Function 使用可变文本清理数据框列

Question

How can I set a function that can cleans through a given text passed into a Data Frame.我如何设置一个 function 来清除传递给数据框的给定文本。 The text will be my variable, so I can put whatever sentence and the function will clean it by applying lower case, removing characters, etc. My attempt goes like this:文本将是我的变量，所以我可以输入任何句子，function 将通过应用小写、删除字符等来清理它。
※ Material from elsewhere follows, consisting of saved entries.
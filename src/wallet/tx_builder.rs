// Spend construction: input sourcing, change and fee

use crate::core::{now_ms, Address, RegularTransaction, TxData, TxIn, TxOut};
use crate::error::WalletError;
use crate::storage::UtxoDb;
use crate::wallet::Wallet;

impl Wallet {
    /// Build and sign a transfer of `amount` to `recv`, paying `fee` on top.
    /// Inputs are drawn from this wallet's unspent outputs in set order until
    /// they cover `amount + fee`; any over-pay comes back as a change output.
    pub fn make_regular(
        &self,
        utxo: &UtxoDb,
        recv: Address,
        amount: u64,
        fee: u64,
    ) -> Result<RegularTransaction, WalletError> {
        if amount == 0 {
            return Err(WalletError::AmountZero);
        }

        let mut tx_data = TxData {
            tx_ins: Vec::new(),
            tx_outs: vec![TxOut { address: recv, amount }],
            timestamp: now_ms(),
        };
        let change = self.source_inputs(utxo, &mut tx_data.tx_ins, amount + fee)?;
        if change > 0 {
            tx_data.tx_outs.push(TxOut { address: self.address(), amount: change });
        }

        let tx_id = tx_data.tx_id();
        Ok(RegularTransaction {
            tx_id,
            witness: self.witness(tx_id),
            tx_data,
            transaction_fee: fee,
        })
    }

    /// Accumulate own inputs into `tx_ins` until they cover `needed`;
    /// returns the over-pay.
    fn source_inputs(
        &self,
        utxo: &UtxoDb,
        tx_ins: &mut Vec<TxIn>,
        mut needed: u64,
    ) -> Result<u64, WalletError> {
        let address = self.address();
        for (tx_in, tx_out) in utxo.unspent_inputs(address) {
            tx_ins.push(tx_in);
            if needed > tx_out.amount {
                needed -= tx_out.amount;
            } else {
                return Ok(tx_out.amount - needed);
            }
        }
        Err(WalletError::InsufficientFunds { address })
    }
}
// Ordered block sequence: retargeting, append, and reorg reconstruction

use crate::constants::{ADJUST_INTERVAL, TIME_EXPECTED};
use crate::core::{now_ms, Block, BlockHeader, ContentHash, Hash};
use crate::error::ValidationError;
use std::collections::HashMap;

/// Ordered sequence of blocks with `chain[i].header.index == i`.
#[derive(Debug, Clone, PartialEq, Eq)]
pub struct Chain<T> {
    blocks: Vec<Block<T>>,
}

impl<T> Default for Chain<T> {
    fn default() -> Self {
        Self { blocks: Vec::new() }
    }
}

impl<T> Chain<T> {
    pub fn new() -> Self {
        Self::default()
    }

    pub fn len(&self) -> usize {
        self.blocks.len()
    }

    pub fn is_empty(&self) -> bool {
        self.blocks.is_empty()
    }

    pub fn blocks(&self) -> &[Block<T>] {
        &self.blocks
    }

    pub fn last(&self) -> Option<&Block<T>> {
        self.blocks.last()
    }

    /// Difficulty accumulated at the tip; what competing chains are ranked
    /// by. Zero for an empty chain.
    pub fn cumulative_difficulty(&self) -> u64 {
        self.last().map_or(0, |b| b.header.diff)
    }
}

impl<T: ContentHash> Chain<T> {
    /// The next block to mine on top of this chain: index, predecessor link,
    /// retargeted difficulty and a fresh timestamp. Genesis when empty.
    pub fn next_unmined(&self, data: T) -> Block<T> {
        let last = match self.last() {
            None => return Block::genesis(data),
            Some(last) => last,
        };
        let mut header = BlockHeader {
            index: last.header.index + 1,
            prev_hash: last.block_hash,
            inner_hash: Hash::ZERO,
            diff: 0,
            target: 0,
            timestamp: now_ms(),
            nonce: 0,
        };
        header.target = self.next_target(header.index, header.timestamp);
        header.diff = last.header.diff + (1u64 << header.target);
        Block::new(header, data)
    }

    /// Difficulty retarget rule. The target is carried over except at
    /// positive multiples of `ADJUST_INTERVAL`, where the realized time for
    /// the last interval is compared against `TIME_EXPECTED`: more than
    /// double relaxes the target (clamped at zero), less than half tightens
    /// it.
    pub fn next_target(&self, index: u64, timestamp: i64) -> u8 {
        let last = self.last().expect("retarget needs a non-empty chain");
        if index % ADJUST_INTERVAL != 0 {
            return last.header.target;
        }

        let anchor = &self.blocks[(index - ADJUST_INTERVAL) as usize];
        let taken = timestamp - anchor.header.timestamp;
        if taken > 2 * TIME_EXPECTED {
            last.header.target.saturating_sub(1)
        } else if taken < TIME_EXPECTED / 2 {
            last.header.target + 1
        } else {
            last.header.target
        }
    }

    /// Validate and attach a block at the tip. The chain is unchanged on
    /// error. An empty chain only accepts a genesis-shape index-0 block.
    pub fn append(&mut self, block: Block<T>) -> Result<(), ValidationError> {
        block.validate()?;
        match self.last() {
            None => {
                if !block.header.is_genesis_shape() {
                    return Err(ValidationError::GenesisShape);
                }
            }
            Some(last) => last.header.validate_successor(&block.header)?,
        }
        self.blocks.push(block);
        Ok(())
    }

    /// Whole-chain validation: genesis shape at index 0, every block valid,
    /// adjacency rules between every pair.
    pub fn validate(&self) -> Result<(), ValidationError> {
        if let Some(first) = self.blocks.first() {
            if !first.header.is_genesis_shape() {
                return Err(ValidationError::GenesisShape);
            }
        }
        for (i, block) in self.blocks.iter().enumerate() {
            block.validate()?;
            if block.header.index != i as u64 {
                return Err(ValidationError::IndexMismatch {
                    expected: i as u64,
                    got: block.header.index,
                });
            }
            if i > 0 {
                self.blocks[i - 1].header.validate_successor(&block.header)?;
            }
        }
        Ok(())
    }

    /// Assemble a chain from blocks already in order, validating the result.
    pub fn from_blocks(blocks: Vec<Block<T>>) -> Result<Self, ValidationError> {
        let chain = Self { blocks };
        chain.validate()?;
        Ok(chain)
    }

    /// Mine a fresh chain carrying the given payloads, in order.
    pub fn mine_from(payloads: impl IntoIterator<Item = T>) -> Self {
        let mut chain = Self::new();
        for data in payloads {
            let mut block = chain.next_unmined(data);
            block.mine();
            chain.blocks.push(block);
        }
        chain
    }
}

impl<T: ContentHash + Clone> Chain<T> {
    /// Walk `prev_hash` links from `tip` through `pool` down to an index-0
    /// block, then validate the reassembled chain. This is how a node adopts
    /// a heavier tip whose history it only holds as loose blocks.
    pub fn rebuild(
        pool: &HashMap<Hash, Block<T>>,
        tip: Block<T>,
    ) -> Result<Self, ValidationError> {
        let mut buf = Vec::new();
        let mut cur = tip;
        loop {
            let at_genesis = cur.header.index == 0;
            let prev_hash = cur.header.prev_hash;
            buf.push(cur);
            if at_genesis {
                break;
            }
            match pool.get(&prev_hash) {
                Some(prev) => cur = prev.clone(),
                None => return Err(ValidationError::NoPredecessor(prev_hash)),
            }
        }
        buf.reverse();
        Self::from_blocks(buf)
    }

    /// The first `n` blocks (all of them if the chain is shorter).
    pub fn prefix(&self, n: usize) -> Self {
        Self {
            blocks: self.blocks[..n.min(self.blocks.len())].to_vec(),
        }
    }
}

#[cfg(test)]
mod tests {
    use super::*;
    use crate::constants::TIME_TOLERANCE_MS;

    #[test]
    fn test_mine_from_produces_valid_chain() {
        let chain = Chain::mine_from([10i64, 20, 30]);
        assert_eq!(chain.len(), 3);
        assert!(chain.validate().is_ok());
        assert_eq!(chain.blocks()[0].header.diff, 1);
        for (i, block) in chain.blocks().iter().enumerate() {
            assert_eq!(block.header.index, i as u64);
        }
    }

    #[test]
    fn test_append_rejects_non_genesis_start() {
        let donor = Chain::mine_from([1i64, 2]);
        let mut chain = Chain::new();
        let second = donor.blocks()[1].clone();
        assert_eq!(chain.append(second), Err(ValidationError::GenesisShape));
        assert!(chain.is_empty());
    }

    #[test]
    fn test_append_extends() {
        let mut chain = Chain::new();
        let mut genesis = chain.next_unmined(1i64);
        genesis.mine();
        chain.append(genesis).unwrap();

        let mut next = chain.next_unmined(2i64);
        next.mine();
        chain.append(next).unwrap();

        assert_eq!(chain.len(), 2);
        assert!(chain.validate().is_ok());
    }

    #[test]
    fn test_cumulative_difficulty() {
        assert_eq!(Chain::<i64>::new().cumulative_difficulty(), 0);
        let chain = Chain::mine_from([1i64, 2, 3]);
        // target stays 0 before the first retarget boundary
        assert_eq!(chain.cumulative_difficulty(), 3);
    }

    #[test]
    fn test_rebuild_from_pool() {
        let chain = Chain::mine_from([1i64, 2, 3]);
        let pool: HashMap<Hash, Block<i64>> = chain
            .blocks()
            .iter()
            .map(|b| (b.block_hash, b.clone()))
            .collect();
        let tip = chain.last().unwrap().clone();

        let rebuilt = Chain::rebuild(&pool, tip).unwrap();
        assert_eq!(rebuilt, chain);
    }

    #[test]
    fn test_rebuild_missing_predecessor() {
        let chain = Chain::mine_from([1i64, 2, 3]);
        let mut pool: HashMap<Hash, Block<i64>> = chain
            .blocks()
            .iter()
            .map(|b| (b.block_hash, b.clone()))
            .collect();
        pool.remove(&chain.blocks()[1].block_hash);
        let tip = chain.last().unwrap().clone();

        assert!(matches!(
            Chain::rebuild(&pool, tip),
            Err(ValidationError::NoPredecessor(_))
        ));
    }

    // Helper for the retarget tests: a chain whose block timestamps are under
    // the test's control. Blocks are mined so the whole chain validates.
    fn chain_with_spacing(len: u64, spacing_ms: i64, target: u8) -> Chain<i64> {
        let base = now_ms() - 60_000;
        let mut blocks = Vec::new();
        for i in 0..len {
            let mut block = if i == 0 {
                let mut b = Block::genesis(i as i64);
                b.header.timestamp = base;
                b
            } else {
                let prev: &Block<i64> = &blocks[(i - 1) as usize];
                let header = BlockHeader {
                    index: i,
                    prev_hash: prev.block_hash,
                    inner_hash: Hash::ZERO,
                    diff: prev.header.diff + (1u64 << target),
                    target,
                    timestamp: base + i as i64 * spacing_ms,
                    nonce: 0,
                };
                Block::new(header, i as i64)
            };
            block.mine();
            blocks.push(block);
        }
        Chain::from_blocks(blocks).unwrap()
    }

    #[test]
    fn test_retarget_holds_off_boundary() {
        let chain = chain_with_spacing(3, TIME_EXPECTED / ADJUST_INTERVAL as i64, 1);
        let ts = chain.last().unwrap().header.timestamp + 200;
        assert_eq!(chain.next_target(3, ts), 1);
    }

    #[test]
    fn test_retarget_relaxes_when_slow() {
        // blocks spaced at 2 * TIME_EXPECTED / ADJUST_INTERVAL: a full
        // interval takes twice the expected time
        let spacing = 2 * TIME_EXPECTED / ADJUST_INTERVAL as i64;
        let chain = chain_with_spacing(ADJUST_INTERVAL, spacing, 1);
        let ts = chain.blocks()[0].header.timestamp + ADJUST_INTERVAL as i64 * spacing + 1;
        assert_eq!(chain.next_target(ADJUST_INTERVAL, ts), 0);
    }

    #[test]
    fn test_retarget_clamps_at_zero() {
        let spacing = 2 * TIME_EXPECTED / ADJUST_INTERVAL as i64;
        let chain = chain_with_spacing(ADJUST_INTERVAL, spacing, 0);
        let ts = chain.blocks()[0].header.timestamp + ADJUST_INTERVAL as i64 * spacing + 1;
        assert_eq!(chain.next_target(ADJUST_INTERVAL, ts), 0);
    }

    #[test]
    fn test_retarget_tightens_when_fast() {
        let chain = chain_with_spacing(ADJUST_INTERVAL, 1, 0);
        let ts = chain.blocks()[0].header.timestamp + ADJUST_INTERVAL as i64;
        assert_eq!(chain.next_target(ADJUST_INTERVAL, ts), 1);
    }

    #[test]
    fn test_successor_timestamp_tolerance_in_chain() {
        let mut chain = Chain::mine_from([1i64]);
        let mut block = chain.next_unmined(2i64);
        block.header.timestamp =
            chain.last().unwrap().header.timestamp - TIME_TOLERANCE_MS;
        block.mine();
        assert_eq!(chain.append(block), Err(ValidationError::ClockSkew));
    }
}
我的尝试是这样的：

def my_function(x):
    # Applies a few cleaning steps to the exceptions df:
    # Sets text to lower case:
    x.iloc[:, 0].str.lower()
    # Removes breaks:
    x.iloc[:, 0].replace(r'\n', ' ', regex=True)
    # Sets text to lower case:
    x.iloc[:, 0].str.lower()
    # Removes a more extensive set of 'special' characters:
    remove_these = ["!",'"',"%","&","'","(",")","#","*","?",
                    "+",",","-",".","/",":",";","<","=",">",
                    "@","[","\\","]","^","_","`","{","|","}",
                    "~","–","’", "*"]
    for char in remove_these:
        x.iloc[:, 0].str.replace(char, ' ')
    # Removes numbers:
    x.iloc[:, 0].replace(r'\d+', ' ', regex=True)
    # Removes single characters:
    x.iloc[:, 0].replace(r'\b[a-zA-Z]\b', ' ', regex=True)
    # Removes extra spaces (trim) from both ends:
    x.iloc[:, 0].str.strip()
    # Removes double spacing:
    x.iloc[:, 0].replace(r' +', ' ', regex=True)
    # Removes spaces --:
    x.iloc[:, 0].replace(r'--', '', regex=True)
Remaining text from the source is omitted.